The problem: Take the data below and extract the lines from the one with "OrganizedCloud::from_fn(W, H, |row, col|" to the one with "let mut out = Vec::new();", inclusive, exactly as written.

Provided information:

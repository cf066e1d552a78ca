use log::debug;
use rayon::prelude::*;
use serde::{Deserialize, Serialize};
use tabletop_core::axes::TOWARD_CAMERA;
use tabletop_core::{vec3, FilteredFrame, NormalImage, OrganizedCloud};
use thiserror::Error;

use crate::kernels::{box_blur, sobel};

/// Tuning for [`estimate_organized_normals`].
#[derive(Debug, Clone, Copy, PartialEq, Serialize, Deserialize)]
#[serde(default)]
pub struct NormalEstimationParams {
    /// Depth written into no-return cells before smoothing, in meters.
    pub no_return_fill: f32,
    /// Box-blur aperture used for hole filling.
    pub blur_kernel_size: usize,
    /// Number of blur passes; valid cells are restored after each one.
    pub blur_passes: usize,
    /// Sobel aperture for the tangent derivatives.
    pub gradient_kernel_size: usize,
    /// Minimum `dot(normal, TOWARD_CAMERA)` for a normal to be kept
    /// (inclusive). Rejects grazing surfaces.
    pub min_view_cosine: f32,
}

impl Default for NormalEstimationParams {
    fn default() -> Self {
        Self {
            no_return_fill: 30.0,
            blur_kernel_size: 5,
            blur_passes: 10,
            gradient_kernel_size: 11,
            min_view_cosine: 0.2,
        }
    }
}

#[derive(Debug, Clone, PartialEq, Error)]
pub enum NormalsError {
    #[error("{name} must be an odd aperture >= {min}, got {value}")]
    BadAperture {
        name: &'static str,
        min: usize,
        value: usize,
    },
    #[error("{name} must be finite, got {value}")]
    NotFinite { name: &'static str, value: f32 },
}

impl NormalEstimationParams {
    pub fn validate(&self) -> Result<(), NormalsError> {
        check_aperture("blur_kernel_size", 1, self.blur_kernel_size)?;
        check_aperture("gradient_kernel_size", 3, self.gradient_kernel_size)?;
        check_finite("no_return_fill", self.no_return_fill)?;
        check_finite("min_view_cosine", self.min_view_cosine)?;
        Ok(())
    }
}

fn check_aperture(name: &'static str, min: usize, value: usize) -> Result<(), NormalsError> {
    if value < min || value % 2 == 0 {
        return Err(NormalsError::BadAperture { name, min, value });
    }
    Ok(())
}

fn check_finite(name: &'static str, value: f32) -> Result<(), NormalsError> {
    if !value.is_finite() {
        return Err(NormalsError::NotFinite { name, value });
    }
    Ok(())
}

/// Estimates per-pixel normals for an organized frame and drops pixels whose
/// surface is noisy or seen at a grazing angle.
///
/// # Algorithm
///
/// 1. No-return cells are filled with `no_return_fill`.
/// 2. Each coordinate channel is box-blurred `blur_passes` times, writing the
///    original values back into cells with a return after every pass. Holes
///    fill in by diffusion while valid pixels stay untouched.
/// 3. Sobel derivatives of X, Y and Z along columns and rows give the two
///    tangents `dP/dcol` and `dP/drow`.
/// 4. `n = -(dP/dcol x dP/drow)`, unit-normalized, points back toward the
///    sensor. A zero-length cross product leaves the cell invalid.
/// 5. Cells with `dot(n, TOWARD_CAMERA) < min_view_cosine` are rejected.
///
/// Rejected and no-return cells are NaN in the returned points and `None` in
/// the returned normals.
///
/// # Errors
///
/// Returns [`NormalsError`] when `params` fails [`NormalEstimationParams::validate`].
pub fn estimate_organized_normals(
    frame: &OrganizedCloud,
    params: &NormalEstimationParams,
) -> Result<FilteredFrame, NormalsError> {
    params.validate()?;
    let (width, height) = (frame.width(), frame.height());
    if frame.is_empty() {
        return Ok(FilteredFrame {
            points: OrganizedCloud::new(width, height, Vec::new()),
            normals: NormalImage::new(width, height, Vec::new()),
        });
    }

    let has_return: Vec<bool> = (0..frame.len()).map(|i| frame.has_return(i)).collect();

    let filled: Vec<Vec<f32>> = (0..3)
        .map(|axis| {
            let mut channel = frame.channel(axis);
            for (v, &ok) in channel.iter_mut().zip(&has_return) {
                if !ok {
                    *v = params.no_return_fill;
                }
            }
            channel
        })
        .collect();

    let mut smoothed = filled.clone();
    for _ in 0..params.blur_passes {
        for (channel, original) in smoothed.iter_mut().zip(&filled) {
            let blurred = box_blur(channel, width, height, params.blur_kernel_size);
            for (i, (dst, b)) in channel.iter_mut().zip(blurred).enumerate() {
                *dst = if has_return[i] { original[i] } else { b };
            }
        }
    }

    let ksize = params.gradient_kernel_size;
    let d_col: Vec<Vec<f32>> = smoothed
        .iter()
        .map(|c| sobel(c, width, height, 1, 0, ksize))
        .collect();
    let d_row: Vec<Vec<f32>> = smoothed
        .iter()
        .map(|c| sobel(c, width, height, 0, 1, ksize))
        .collect();

    let accepted: Vec<Option<[f32; 3]>> = (0..frame.len())
        .into_par_iter()
        .map(|i| {
            if !has_return[i] {
                return None;
            }
            let t_col = [d_col[0][i], d_col[1][i], d_col[2][i]];
            let t_row = [d_row[0][i], d_row[1][i], d_row[2][i]];
            let n = vec3::normalize(vec3::scale(vec3::cross(t_col, t_row), -1.0))?;
            (vec3::dot(n, TOWARD_CAMERA) >= params.min_view_cosine).then_some(n)
        })
        .collect();

    let points: Vec<[f32; 3]> = frame
        .points()
        .iter()
        .zip(&accepted)
        .map(|(p, n)| if n.is_some() { *p } else { [f32::NAN; 3] })
        .collect();

    let normals = NormalImage::new(width, height, accepted);
    debug!(
        "estimate_organized_normals: {}x{} frame, {} returns, {} accepted normals",
        width,
        height,
        frame.count_returns(),
        normals.count_valid()
    );

    Ok(FilteredFrame {
        points: OrganizedCloud::new(width, height, points),
        normals,
    })
}

#[cfg(test)]
mod tests {
    use super::*;
    use approx::assert_abs_diff_eq;
    use proptest::prelude::*;

    const W: usize = 40;
    const H: usize = 30;
    const PIXEL: f32 = 0.004;

    /// Plane `z = depth + slope * x` sampled on a regular lateral grid.
    fn slanted_plane(slope: f32, depth: f32) -> OrganizedCloud {
        OrganizedCloud::from_fn(W, H, |row, col| {
            let x = (col as f32 - W as f32 / 2.0) * PIXEL;
            let y = (row as f32 - H as f32 / 2.0) * PIXEL;
            [x, y, depth + slope * x]
        })
    }

    fn interior(frame: &FilteredFrame) -> Vec<Option<[f32; 3]>> {
        let mut out = Vec::new();
        for row in 6..H - 6 {
            for col in 6..W - 6 {
                out.push(frame.normals.get(row, col));
            }
        }
        out
    }

    #[test]
    fn fronto_parallel_plane_faces_camera() {
        let out = estimate_organized_normals(&slanted_plane(0.0, 1.0), &NormalEstimationParams::default()).unwrap();
        for n in interior(&out) {
            let n = n.expect("interior normal should be valid");
            assert_abs_diff_eq!(n[0], 0.0, epsilon = 1e-4);
            assert_abs_diff_eq!(n[1], 0.0, epsilon = 1e-4);
            assert_abs_diff_eq!(n[2], -1.0, epsilon = 1e-4);
        }
    }

    #[test]
    fn border_pixels_have_no_normal() {
        let out = estimate_organized_normals(&slanted_plane(0.0, 1.0), &NormalEstimationParams::default()).unwrap();
        for col in 0..W {
            assert!(out.normals.get(0, col).is_none());
            assert!(out.points.get(0, col)[2].is_nan());
        }
        for row in 0..H {
            assert!(out.normals.get(row, W - 1).is_none());
        }
    }

    #[test]
    fn view_cosine_just_above_threshold_is_kept() {
        // cos = 1 / sqrt(1 + slope^2) = 0.21
        let slope = (1.0f32 / (0.21 * 0.21) - 1.0).sqrt();
        let out = estimate_organized_normals(&slanted_plane(slope, 2.0), &NormalEstimationParams::default()).unwrap();
        for n in interior(&out) {
            let n = n.expect("normal above the cosine threshold should survive");
            assert_abs_diff_eq!(vec3::dot(n, TOWARD_CAMERA), 0.21, epsilon = 1e-3);
        }
    }

    #[test]
    fn view_cosine_just_below_threshold_is_rejected() {
        // cos = 0.19
        let slope = (1.0f32 / (0.19 * 0.19) - 1.0).sqrt();
        let out = estimate_organized_normals(&slanted_plane(slope, 2.0), &NormalEstimationParams::default()).unwrap();
        assert_eq!(out.normals.count_valid(), 0);
        assert_eq!(out.points.count_returns(), 0);
    }

    #[test]
    fn threshold_override_changes_acceptance() {
        let slope = (1.0f32 / (0.19 * 0.19) - 1.0).sqrt();
        let params = NormalEstimationParams {
            min_view_cosine: 0.1,
            ..Default::default()
        };
        let out = estimate_organized_normals(&slanted_plane(slope, 2.0), &params).unwrap();
        assert!(interior(&out).iter().all(|n| n.is_some()));
    }

    #[test]
    fn holes_stay_invalid_and_do_not_disturb_neighbours() {
        let mut pts = slanted_plane(0.0, 1.0).points().to_vec();
        for row in 12..16 {
            for col in 18..22 {
                pts[row * W + col] = [f32::NAN; 3];
            }
        }
        let frame = OrganizedCloud::new(W, H, pts);
        let out = estimate_organized_normals(&frame, &NormalEstimationParams::default()).unwrap();

        for row in 12..16 {
            for col in 18..22 {
                assert!(out.normals.get(row, col).is_none());
                assert!(out.points.get(row, col)[0].is_nan());
            }
        }
        // accepted points keep their raw coordinates
        let kept = out.points.get(6, 6);
        assert_eq!(kept, frame.get(6, 6));
    }

    #[test]
    fn all_no_return_frame_yields_nothing() {
        let out = estimate_organized_normals(&OrganizedCloud::no_returns(16, 12), &NormalEstimationParams::default()).unwrap();
        assert_eq!(out.normals.count_valid(), 0);
        assert!(out.to_cloud().is_empty());
    }

    #[test]
    fn empty_frame_yields_empty_grids() {
        let out = estimate_organized_normals(&OrganizedCloud::new(0, 0, Vec::new()), &NormalEstimationParams::default()).unwrap();
        assert!(out.points.is_empty());
        assert!(out.normals.is_empty());
    }

    #[test]
    fn bad_params_are_reported_instead_of_panicking() {
        let frame = slanted_plane(0.0, 1.0);
        let even_gradient = NormalEstimationParams {
            gradient_kernel_size: 4,
            ..Default::default()
        };
        assert_eq!(
            estimate_organized_normals(&frame, &even_gradient).unwrap_err(),
            NormalsError::BadAperture {
                name: "gradient_kernel_size",
                min: 3,
                value: 4
            }
        );
        let empty_blur = NormalEstimationParams {
            blur_kernel_size: 0,
            ..Default::default()
        };
        assert!(matches!(
            estimate_organized_normals(&frame, &empty_blur),
            Err(NormalsError::BadAperture { name: "blur_kernel_size", .. })
        ));
        let nan_cosine = NormalEstimationParams {
            min_view_cosine: f32::NAN,
            ..Default::default()
        };
        assert!(matches!(
            estimate_organized_normals(&frame, &nan_cosine),
            Err(NormalsError::NotFinite { name: "min_view_cosine", .. })
        ));
        // the empty frame is no exception
        let empty = OrganizedCloud::new(0, 0, Vec::new());
        assert!(estimate_organized_normals(&empty, &even_gradient).is_err());
    }

    #[test]
    fn validate_rejects_even_apertures() {
        let params = NormalEstimationParams {
            gradient_kernel_size: 10,
            ..Default::default()
        };
        assert!(matches!(params.validate(), Err(NormalsError::BadAperture { .. })));
        assert!(NormalEstimationParams::default().validate().is_ok());
    }

    proptest! {
        #![proptest_config(ProptestConfig::with_cases(24))]

        #[test]
        fn normals_are_unit_or_invalid(
            depths in prop::collection::vec(prop::option::weighted(0.9, 0.5f32..3.0), 12 * 10)
        ) {
            let frame = OrganizedCloud::from_fn(12, 10, |row, col| match depths[row * 12 + col] {
                Some(z) => [(col as f32 - 6.0) * 0.01 * z, (row as f32 - 5.0) * 0.01 * z, z],
                None => [f32::NAN; 3],
            });
            let params = NormalEstimationParams {
                gradient_kernel_size: 3,
                ..Default::default()
            };
            let out = estimate_organized_normals(&frame, &params).unwrap();
            for n in out.normals.normals().iter().flatten() {
                prop_assert!((vec3::norm(*n) - 1.0).abs() < 1e-4);
                prop_assert!(vec3::dot(*n, TOWARD_CAMERA) >= params.min_view_cosine);
            }
        }
    }
}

Solution to this problem:
        OrganizedCloud::from_fn(W, H, |row, col| {
            let x = (col as f32 - W as f32 / 2.0) * PIXEL;
            let y = (row as f32 - H as f32 / 2.0) * PIXEL;
            [x, y, depth + slope * x]
        })
    }

    fn interior(frame: &FilteredFrame) -> Vec<Option<[f32; 3]>> {
        let mut out = Vec::new();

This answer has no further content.